▸ **Given information**
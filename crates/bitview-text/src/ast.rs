//! Ephemeral parse tree for the text notation. Built during a parse, applied
//! to a view, then dropped; never persisted.

/// One parsed value.
#[derive(Debug, Clone, PartialEq, Eq)]
pub enum TextValue {
    Int(i64),
    Bool(bool),
    /// A bare identifier, e.g. an enum constant.
    Name(String),
    /// Ordered name/value pairs.
    Object(Vec<(String, TextValue)>),
    /// Ordered unnamed values.
    Array(Vec<TextValue>),
}

impl TextValue {
    pub fn as_object(&self) -> Option<&[(String, TextValue)]> {
        match self {
            TextValue::Object(entries) => Some(entries),
            _ => None,
        }
    }

    pub fn as_array(&self) -> Option<&[TextValue]> {
        match self {
            TextValue::Array(items) => Some(items),
            _ => None,
        }
    }

    pub fn as_int(&self) -> Option<i64> {
        match self {
            TextValue::Int(v) => Some(*v),
            TextValue::Bool(b) => Some(*b as i64),
            _ => None,
        }
    }
}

▸ **Required work**
Each record above, in full: retype it verbatim.

▸ **Response to the task**
filename crates/bitview-text/src/ast.rs
//! Ephemeral parse tree for the text notation. Built during a parse, applied
//! to a view, then dropped; never persisted.

/// One parsed value.
#[derive(Debug, Clone, PartialEq, Eq)]
pub enum TextValue {
    Int(i64),
    Bool(bool),
    /// A bare identifier, e.g. an enum constant.
    Name(String),
    /// Ordered name/value pairs.
    Object(Vec<(String, TextValue)>),
    /// Ordered unnamed values.
    Array(Vec<TextValue>),
}

impl TextValue {
    pub fn as_object(&self) -> Option<&[(String, TextValue)]> {
        match self {
            TextValue::Object(entries) => Some(entries),
            _ => None,
        }
    }

    pub fn as_array(&self) -> Option<&[TextValue]> {
        match self {
            TextValue::Array(items) => Some(items),
            _ => None,
        }
    }

    pub fn as_int(&self) -> Option<i64> {
        match self {
            TextValue::Int(v) => Some(*v),
            TextValue::Bool(b) => Some(*b as i64),
            _ => None,
        }
    }
}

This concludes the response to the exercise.